__Data supplied__

Segment Open

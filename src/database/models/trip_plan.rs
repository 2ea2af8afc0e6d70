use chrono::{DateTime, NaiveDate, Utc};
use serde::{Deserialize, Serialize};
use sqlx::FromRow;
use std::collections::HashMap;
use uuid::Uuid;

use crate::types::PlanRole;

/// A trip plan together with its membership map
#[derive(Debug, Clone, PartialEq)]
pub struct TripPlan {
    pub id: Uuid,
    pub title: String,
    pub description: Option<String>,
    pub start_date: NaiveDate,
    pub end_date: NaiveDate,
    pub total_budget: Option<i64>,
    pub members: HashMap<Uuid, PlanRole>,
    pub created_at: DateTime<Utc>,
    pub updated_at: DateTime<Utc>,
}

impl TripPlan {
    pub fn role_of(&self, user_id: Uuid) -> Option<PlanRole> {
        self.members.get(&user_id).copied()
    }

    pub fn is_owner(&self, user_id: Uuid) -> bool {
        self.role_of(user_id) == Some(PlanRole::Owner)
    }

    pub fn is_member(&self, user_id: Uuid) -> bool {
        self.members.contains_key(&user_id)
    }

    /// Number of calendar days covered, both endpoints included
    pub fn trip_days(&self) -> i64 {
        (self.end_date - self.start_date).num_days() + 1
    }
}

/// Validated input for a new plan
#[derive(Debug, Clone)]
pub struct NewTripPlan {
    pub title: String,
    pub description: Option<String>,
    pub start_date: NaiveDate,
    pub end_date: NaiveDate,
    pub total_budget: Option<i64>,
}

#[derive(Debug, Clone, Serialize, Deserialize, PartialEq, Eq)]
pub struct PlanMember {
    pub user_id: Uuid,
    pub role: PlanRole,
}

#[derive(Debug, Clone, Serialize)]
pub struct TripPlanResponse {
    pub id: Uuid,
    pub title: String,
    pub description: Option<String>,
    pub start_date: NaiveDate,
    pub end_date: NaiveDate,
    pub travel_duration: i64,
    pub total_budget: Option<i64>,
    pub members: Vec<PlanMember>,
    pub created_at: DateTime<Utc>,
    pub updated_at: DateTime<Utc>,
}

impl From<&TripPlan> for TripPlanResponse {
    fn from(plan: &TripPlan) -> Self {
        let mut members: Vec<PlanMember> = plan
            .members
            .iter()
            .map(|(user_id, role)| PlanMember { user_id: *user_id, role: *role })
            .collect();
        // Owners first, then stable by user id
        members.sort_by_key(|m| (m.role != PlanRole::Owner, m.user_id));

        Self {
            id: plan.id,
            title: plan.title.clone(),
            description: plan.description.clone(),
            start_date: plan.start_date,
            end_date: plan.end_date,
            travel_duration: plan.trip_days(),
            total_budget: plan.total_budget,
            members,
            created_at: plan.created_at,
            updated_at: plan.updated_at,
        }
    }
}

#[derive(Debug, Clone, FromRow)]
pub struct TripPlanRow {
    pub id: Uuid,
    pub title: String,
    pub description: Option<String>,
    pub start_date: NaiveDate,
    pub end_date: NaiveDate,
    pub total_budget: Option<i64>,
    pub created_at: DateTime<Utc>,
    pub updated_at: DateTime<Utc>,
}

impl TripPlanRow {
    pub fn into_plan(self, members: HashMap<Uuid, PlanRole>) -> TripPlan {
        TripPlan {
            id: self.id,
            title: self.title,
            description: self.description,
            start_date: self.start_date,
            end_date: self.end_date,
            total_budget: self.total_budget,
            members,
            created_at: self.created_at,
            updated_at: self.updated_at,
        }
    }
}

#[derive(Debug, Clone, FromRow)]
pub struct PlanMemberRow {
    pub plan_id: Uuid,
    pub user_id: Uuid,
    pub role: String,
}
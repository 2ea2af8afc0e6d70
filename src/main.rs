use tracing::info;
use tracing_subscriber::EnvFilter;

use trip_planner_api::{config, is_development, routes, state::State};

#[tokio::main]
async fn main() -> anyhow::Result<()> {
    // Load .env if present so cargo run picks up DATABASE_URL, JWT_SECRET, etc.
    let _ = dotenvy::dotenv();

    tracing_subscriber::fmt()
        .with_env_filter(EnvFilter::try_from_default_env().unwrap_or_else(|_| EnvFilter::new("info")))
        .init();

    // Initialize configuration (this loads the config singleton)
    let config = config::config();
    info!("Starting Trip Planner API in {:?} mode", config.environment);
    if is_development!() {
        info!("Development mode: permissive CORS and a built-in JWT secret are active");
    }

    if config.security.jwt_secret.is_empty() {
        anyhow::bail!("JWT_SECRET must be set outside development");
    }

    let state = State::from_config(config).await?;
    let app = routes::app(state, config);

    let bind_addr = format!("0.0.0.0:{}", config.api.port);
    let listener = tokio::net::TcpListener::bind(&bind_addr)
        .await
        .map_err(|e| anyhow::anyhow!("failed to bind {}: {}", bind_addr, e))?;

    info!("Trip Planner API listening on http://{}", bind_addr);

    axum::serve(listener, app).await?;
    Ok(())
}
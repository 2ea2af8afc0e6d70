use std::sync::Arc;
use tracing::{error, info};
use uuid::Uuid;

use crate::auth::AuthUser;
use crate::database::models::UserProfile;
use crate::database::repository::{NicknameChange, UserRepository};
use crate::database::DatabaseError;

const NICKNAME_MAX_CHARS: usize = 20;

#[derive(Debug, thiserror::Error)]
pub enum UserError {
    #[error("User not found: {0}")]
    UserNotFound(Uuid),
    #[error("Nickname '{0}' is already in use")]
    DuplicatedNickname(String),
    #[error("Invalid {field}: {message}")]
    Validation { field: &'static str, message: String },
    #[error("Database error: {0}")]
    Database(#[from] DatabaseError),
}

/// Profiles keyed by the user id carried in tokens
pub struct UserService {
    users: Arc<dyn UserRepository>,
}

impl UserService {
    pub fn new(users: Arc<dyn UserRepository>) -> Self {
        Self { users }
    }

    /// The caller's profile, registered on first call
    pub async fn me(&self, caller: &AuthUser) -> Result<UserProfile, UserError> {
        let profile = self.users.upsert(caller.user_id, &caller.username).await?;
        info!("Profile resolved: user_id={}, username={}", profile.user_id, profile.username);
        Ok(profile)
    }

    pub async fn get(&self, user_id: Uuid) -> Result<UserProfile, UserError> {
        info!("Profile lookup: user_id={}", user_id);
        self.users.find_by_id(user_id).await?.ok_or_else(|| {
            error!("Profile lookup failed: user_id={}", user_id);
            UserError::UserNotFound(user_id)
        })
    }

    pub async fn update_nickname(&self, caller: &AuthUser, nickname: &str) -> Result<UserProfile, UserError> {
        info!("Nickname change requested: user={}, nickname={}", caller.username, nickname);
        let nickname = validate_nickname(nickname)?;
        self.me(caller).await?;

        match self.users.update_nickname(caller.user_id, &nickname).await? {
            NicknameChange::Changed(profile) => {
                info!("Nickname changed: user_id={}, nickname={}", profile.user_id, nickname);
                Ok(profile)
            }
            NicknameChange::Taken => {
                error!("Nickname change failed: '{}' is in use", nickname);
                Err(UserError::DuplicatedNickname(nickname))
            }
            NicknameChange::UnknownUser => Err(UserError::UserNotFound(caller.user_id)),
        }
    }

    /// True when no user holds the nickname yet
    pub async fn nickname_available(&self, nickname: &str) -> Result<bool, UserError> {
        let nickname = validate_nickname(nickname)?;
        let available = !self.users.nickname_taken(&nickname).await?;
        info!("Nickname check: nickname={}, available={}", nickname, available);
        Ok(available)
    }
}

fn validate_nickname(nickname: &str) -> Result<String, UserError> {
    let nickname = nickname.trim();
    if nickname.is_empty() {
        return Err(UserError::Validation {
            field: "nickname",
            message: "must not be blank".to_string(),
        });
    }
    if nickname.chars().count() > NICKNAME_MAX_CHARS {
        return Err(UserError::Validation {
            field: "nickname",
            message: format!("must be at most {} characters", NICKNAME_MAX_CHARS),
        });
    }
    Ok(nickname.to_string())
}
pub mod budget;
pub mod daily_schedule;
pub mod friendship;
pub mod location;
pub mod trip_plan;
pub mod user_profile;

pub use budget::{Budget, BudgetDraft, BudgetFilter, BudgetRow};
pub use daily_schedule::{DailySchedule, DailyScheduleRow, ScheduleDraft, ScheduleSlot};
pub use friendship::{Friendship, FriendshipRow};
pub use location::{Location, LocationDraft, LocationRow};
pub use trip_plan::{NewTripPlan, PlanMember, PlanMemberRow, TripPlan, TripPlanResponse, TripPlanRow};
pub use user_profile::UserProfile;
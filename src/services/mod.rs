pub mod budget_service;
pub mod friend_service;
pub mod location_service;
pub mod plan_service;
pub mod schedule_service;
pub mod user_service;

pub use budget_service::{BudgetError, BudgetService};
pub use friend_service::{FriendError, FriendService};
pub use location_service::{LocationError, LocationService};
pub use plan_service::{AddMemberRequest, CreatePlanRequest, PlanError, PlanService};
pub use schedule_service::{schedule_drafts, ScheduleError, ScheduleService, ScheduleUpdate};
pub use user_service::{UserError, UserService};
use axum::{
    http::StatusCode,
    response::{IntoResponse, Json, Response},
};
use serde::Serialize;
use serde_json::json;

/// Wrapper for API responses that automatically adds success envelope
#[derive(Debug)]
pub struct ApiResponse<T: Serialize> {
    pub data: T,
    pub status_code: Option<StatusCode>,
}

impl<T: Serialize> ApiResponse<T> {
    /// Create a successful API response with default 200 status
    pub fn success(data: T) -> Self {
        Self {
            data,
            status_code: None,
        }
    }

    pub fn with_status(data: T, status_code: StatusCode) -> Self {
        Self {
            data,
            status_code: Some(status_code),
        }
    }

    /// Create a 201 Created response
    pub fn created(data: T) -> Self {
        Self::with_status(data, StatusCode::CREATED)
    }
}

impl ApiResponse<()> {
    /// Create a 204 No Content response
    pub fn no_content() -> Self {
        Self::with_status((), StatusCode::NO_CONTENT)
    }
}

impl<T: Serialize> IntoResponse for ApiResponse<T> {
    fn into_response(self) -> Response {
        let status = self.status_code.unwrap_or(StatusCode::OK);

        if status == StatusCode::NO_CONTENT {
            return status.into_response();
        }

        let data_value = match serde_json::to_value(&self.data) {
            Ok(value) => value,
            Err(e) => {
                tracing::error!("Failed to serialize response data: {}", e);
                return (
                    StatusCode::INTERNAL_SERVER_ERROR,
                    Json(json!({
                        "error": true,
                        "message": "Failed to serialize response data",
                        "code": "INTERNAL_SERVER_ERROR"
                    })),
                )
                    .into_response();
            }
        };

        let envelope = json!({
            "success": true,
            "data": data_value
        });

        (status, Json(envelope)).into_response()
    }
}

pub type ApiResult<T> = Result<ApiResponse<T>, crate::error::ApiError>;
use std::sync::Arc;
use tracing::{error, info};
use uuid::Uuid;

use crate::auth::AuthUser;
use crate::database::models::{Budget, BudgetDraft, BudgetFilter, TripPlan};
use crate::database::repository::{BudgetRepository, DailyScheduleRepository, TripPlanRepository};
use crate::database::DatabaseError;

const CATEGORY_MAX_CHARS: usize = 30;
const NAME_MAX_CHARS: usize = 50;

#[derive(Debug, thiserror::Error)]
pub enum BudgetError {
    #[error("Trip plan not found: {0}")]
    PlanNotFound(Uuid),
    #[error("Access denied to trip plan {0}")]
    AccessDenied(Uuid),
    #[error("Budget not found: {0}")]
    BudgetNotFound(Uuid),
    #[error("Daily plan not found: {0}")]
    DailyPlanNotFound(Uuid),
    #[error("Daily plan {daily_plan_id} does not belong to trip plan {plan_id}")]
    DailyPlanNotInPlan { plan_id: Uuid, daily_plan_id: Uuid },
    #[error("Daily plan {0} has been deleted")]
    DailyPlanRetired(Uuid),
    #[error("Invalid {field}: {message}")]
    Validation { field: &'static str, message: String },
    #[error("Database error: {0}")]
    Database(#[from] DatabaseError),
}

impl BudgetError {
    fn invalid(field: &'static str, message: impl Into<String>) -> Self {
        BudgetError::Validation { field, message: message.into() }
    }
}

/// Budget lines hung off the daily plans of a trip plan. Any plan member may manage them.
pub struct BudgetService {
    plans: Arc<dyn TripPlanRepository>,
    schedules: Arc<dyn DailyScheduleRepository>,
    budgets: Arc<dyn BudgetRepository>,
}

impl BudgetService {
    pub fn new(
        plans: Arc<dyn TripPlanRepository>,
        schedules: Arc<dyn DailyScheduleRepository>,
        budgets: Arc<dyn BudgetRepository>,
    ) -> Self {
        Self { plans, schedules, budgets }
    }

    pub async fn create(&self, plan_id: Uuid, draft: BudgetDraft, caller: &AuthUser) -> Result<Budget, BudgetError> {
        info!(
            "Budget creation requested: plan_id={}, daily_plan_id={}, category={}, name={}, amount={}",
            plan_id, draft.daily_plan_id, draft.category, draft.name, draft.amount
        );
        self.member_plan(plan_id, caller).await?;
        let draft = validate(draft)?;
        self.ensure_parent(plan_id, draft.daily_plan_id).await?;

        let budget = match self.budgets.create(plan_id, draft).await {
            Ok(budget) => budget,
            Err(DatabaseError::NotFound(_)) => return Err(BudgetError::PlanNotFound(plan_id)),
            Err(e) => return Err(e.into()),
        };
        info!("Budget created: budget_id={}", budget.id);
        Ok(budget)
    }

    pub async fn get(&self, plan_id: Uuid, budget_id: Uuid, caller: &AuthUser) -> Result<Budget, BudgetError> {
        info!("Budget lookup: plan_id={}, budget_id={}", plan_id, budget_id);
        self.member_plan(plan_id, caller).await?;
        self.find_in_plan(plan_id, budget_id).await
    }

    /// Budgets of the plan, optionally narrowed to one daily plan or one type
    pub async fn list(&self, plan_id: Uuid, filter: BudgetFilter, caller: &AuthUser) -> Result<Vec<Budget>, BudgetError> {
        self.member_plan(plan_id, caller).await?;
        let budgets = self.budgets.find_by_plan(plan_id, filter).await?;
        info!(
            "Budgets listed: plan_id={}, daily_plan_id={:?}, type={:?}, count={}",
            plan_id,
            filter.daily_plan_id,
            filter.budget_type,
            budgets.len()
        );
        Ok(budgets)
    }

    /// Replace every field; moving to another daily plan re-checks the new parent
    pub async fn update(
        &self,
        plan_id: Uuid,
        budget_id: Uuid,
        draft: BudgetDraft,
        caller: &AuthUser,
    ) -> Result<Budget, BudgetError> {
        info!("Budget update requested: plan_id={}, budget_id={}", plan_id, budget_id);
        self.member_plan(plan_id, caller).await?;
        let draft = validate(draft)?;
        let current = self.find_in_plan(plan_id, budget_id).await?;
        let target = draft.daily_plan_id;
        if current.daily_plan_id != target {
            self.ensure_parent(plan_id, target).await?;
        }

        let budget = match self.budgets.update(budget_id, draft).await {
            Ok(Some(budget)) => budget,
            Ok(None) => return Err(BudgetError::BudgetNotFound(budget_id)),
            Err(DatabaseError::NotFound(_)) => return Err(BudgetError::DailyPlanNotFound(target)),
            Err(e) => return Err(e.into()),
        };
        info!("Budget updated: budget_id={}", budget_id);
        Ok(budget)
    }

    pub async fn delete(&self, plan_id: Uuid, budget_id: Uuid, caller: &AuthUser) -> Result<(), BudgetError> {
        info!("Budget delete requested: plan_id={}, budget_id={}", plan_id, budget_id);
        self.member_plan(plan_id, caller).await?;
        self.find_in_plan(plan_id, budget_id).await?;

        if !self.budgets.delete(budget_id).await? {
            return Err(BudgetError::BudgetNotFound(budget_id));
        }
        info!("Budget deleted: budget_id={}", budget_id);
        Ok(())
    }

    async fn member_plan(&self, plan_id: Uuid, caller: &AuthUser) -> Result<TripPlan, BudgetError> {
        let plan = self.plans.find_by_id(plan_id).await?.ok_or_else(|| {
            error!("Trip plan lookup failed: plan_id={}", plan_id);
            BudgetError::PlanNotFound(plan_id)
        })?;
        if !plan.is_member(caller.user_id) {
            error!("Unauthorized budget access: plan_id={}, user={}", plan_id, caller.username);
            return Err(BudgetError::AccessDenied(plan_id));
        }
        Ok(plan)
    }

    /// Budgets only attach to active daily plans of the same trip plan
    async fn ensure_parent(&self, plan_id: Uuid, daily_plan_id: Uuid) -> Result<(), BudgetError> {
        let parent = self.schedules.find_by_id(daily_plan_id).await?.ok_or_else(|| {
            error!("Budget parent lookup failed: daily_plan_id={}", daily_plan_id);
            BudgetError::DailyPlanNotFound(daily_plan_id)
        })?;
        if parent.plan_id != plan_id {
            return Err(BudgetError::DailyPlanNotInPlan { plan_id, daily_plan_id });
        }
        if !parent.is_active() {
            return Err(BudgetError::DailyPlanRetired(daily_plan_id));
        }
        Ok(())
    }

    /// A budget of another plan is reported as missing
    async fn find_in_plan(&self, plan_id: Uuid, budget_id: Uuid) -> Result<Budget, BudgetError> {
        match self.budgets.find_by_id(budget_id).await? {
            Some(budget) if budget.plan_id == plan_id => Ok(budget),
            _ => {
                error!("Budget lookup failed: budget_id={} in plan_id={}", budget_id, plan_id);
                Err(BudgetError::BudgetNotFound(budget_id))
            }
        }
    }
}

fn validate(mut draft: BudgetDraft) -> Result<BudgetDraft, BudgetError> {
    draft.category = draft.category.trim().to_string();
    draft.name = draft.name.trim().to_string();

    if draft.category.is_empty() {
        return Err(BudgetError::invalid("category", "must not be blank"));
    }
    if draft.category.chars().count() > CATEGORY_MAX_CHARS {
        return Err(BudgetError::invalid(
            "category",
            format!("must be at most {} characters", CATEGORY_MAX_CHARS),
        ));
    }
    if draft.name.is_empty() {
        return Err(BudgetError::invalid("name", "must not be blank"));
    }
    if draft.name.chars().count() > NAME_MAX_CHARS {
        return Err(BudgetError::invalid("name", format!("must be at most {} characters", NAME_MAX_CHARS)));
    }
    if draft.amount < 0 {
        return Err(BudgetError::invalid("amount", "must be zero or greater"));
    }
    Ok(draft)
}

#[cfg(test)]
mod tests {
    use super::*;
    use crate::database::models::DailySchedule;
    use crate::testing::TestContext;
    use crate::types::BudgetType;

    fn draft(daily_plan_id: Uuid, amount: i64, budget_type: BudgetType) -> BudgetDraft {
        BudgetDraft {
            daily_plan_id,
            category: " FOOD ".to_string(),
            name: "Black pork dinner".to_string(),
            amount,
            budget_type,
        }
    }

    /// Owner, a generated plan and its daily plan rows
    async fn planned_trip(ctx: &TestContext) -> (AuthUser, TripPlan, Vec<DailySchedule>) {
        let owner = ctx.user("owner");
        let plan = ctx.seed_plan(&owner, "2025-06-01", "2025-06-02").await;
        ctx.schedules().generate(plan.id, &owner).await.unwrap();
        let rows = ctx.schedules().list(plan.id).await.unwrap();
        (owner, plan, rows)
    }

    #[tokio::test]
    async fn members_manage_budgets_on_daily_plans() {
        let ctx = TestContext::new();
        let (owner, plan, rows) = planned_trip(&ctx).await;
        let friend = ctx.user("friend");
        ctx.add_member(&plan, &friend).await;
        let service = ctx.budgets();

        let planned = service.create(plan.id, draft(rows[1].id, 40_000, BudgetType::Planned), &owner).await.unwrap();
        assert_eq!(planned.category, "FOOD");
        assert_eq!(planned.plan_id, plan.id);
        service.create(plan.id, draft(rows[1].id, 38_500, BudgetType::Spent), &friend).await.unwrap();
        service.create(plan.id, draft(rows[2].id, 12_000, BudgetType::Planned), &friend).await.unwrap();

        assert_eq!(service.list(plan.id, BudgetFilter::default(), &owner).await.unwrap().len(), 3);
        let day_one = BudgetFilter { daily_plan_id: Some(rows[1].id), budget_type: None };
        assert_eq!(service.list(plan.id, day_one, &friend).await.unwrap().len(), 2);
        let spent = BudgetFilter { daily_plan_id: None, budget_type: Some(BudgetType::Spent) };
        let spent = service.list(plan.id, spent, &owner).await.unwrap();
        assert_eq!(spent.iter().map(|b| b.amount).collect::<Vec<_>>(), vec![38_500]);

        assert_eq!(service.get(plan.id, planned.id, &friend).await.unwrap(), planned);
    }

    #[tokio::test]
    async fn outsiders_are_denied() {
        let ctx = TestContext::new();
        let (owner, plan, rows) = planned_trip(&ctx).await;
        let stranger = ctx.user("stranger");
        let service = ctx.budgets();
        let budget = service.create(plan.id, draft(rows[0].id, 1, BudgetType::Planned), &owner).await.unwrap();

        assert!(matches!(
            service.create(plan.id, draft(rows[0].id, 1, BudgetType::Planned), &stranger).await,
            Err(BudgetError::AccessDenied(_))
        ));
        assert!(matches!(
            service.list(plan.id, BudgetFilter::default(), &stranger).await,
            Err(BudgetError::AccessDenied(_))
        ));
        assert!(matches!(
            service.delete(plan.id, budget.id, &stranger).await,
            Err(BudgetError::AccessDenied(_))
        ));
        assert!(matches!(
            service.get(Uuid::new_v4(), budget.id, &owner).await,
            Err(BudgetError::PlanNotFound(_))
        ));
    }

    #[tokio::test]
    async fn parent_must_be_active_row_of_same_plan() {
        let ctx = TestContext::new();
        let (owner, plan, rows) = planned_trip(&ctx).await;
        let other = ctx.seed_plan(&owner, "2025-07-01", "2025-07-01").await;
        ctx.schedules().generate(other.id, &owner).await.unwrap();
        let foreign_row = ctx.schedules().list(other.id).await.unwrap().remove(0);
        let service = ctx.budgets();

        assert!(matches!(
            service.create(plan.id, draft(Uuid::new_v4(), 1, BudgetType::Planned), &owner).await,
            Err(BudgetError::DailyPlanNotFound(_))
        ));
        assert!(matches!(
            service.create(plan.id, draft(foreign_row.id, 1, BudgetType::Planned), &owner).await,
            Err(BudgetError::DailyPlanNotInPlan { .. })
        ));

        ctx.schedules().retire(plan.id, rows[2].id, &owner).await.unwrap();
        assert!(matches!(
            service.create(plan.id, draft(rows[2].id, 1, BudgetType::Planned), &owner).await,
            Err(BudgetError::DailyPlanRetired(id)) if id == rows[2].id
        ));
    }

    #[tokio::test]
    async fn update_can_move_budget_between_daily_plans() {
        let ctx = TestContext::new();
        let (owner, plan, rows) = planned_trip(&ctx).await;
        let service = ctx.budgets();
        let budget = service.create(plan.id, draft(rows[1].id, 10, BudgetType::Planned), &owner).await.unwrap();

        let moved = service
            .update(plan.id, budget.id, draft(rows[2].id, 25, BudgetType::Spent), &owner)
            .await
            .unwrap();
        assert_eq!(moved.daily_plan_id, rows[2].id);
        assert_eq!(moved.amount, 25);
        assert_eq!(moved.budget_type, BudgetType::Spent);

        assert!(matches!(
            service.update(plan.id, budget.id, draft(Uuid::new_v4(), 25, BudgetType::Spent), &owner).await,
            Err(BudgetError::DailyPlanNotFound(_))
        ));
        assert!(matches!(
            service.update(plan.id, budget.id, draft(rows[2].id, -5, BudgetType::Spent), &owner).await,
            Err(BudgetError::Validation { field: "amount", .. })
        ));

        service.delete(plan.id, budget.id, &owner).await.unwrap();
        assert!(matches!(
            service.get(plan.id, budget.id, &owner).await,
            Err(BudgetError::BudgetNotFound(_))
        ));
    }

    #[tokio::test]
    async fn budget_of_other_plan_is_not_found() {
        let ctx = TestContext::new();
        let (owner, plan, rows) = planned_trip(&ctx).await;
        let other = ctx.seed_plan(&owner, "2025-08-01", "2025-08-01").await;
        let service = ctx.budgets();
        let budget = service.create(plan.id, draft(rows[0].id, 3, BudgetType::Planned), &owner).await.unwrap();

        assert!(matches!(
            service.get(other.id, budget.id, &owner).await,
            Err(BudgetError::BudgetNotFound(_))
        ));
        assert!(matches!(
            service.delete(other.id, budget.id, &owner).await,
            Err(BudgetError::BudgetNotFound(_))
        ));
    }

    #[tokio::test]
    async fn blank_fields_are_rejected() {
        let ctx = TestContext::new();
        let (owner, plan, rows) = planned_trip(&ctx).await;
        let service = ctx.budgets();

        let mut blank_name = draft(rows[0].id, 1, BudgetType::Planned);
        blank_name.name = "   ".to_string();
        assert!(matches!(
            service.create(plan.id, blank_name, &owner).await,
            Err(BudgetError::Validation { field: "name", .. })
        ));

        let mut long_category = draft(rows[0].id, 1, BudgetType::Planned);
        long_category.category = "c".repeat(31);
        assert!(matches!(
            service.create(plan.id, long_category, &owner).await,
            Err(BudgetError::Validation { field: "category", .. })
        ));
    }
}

Segment Closed

__Assignment__
Copy out the lines above exactly, beginning at the one that contains "let budget = match self.budgets.create(plan_id, draft).await" and ending at the one that contains "or one type".

__Response area__
        let budget = match self.budgets.create(plan_id, draft).await {
            Ok(budget) => budget,
            Err(DatabaseError::NotFound(_)) => return Err(BudgetError::PlanNotFound(plan_id)),
            Err(e) => return Err(e.into()),
        };
        info!("Budget created: budget_id={}", budget.id);
        Ok(budget)
    }

    pub async fn get(&self, plan_id: Uuid, budget_id: Uuid, caller: &AuthUser) -> Result<Budget, BudgetError> {
        info!("Budget lookup: plan_id={}, budget_id={}", plan_id, budget_id);
        self.member_plan(plan_id, caller).await?;
        self.find_in_plan(plan_id, budget_id).await
    }

    /// Budgets of the plan, optionally narrowed to one daily plan or one type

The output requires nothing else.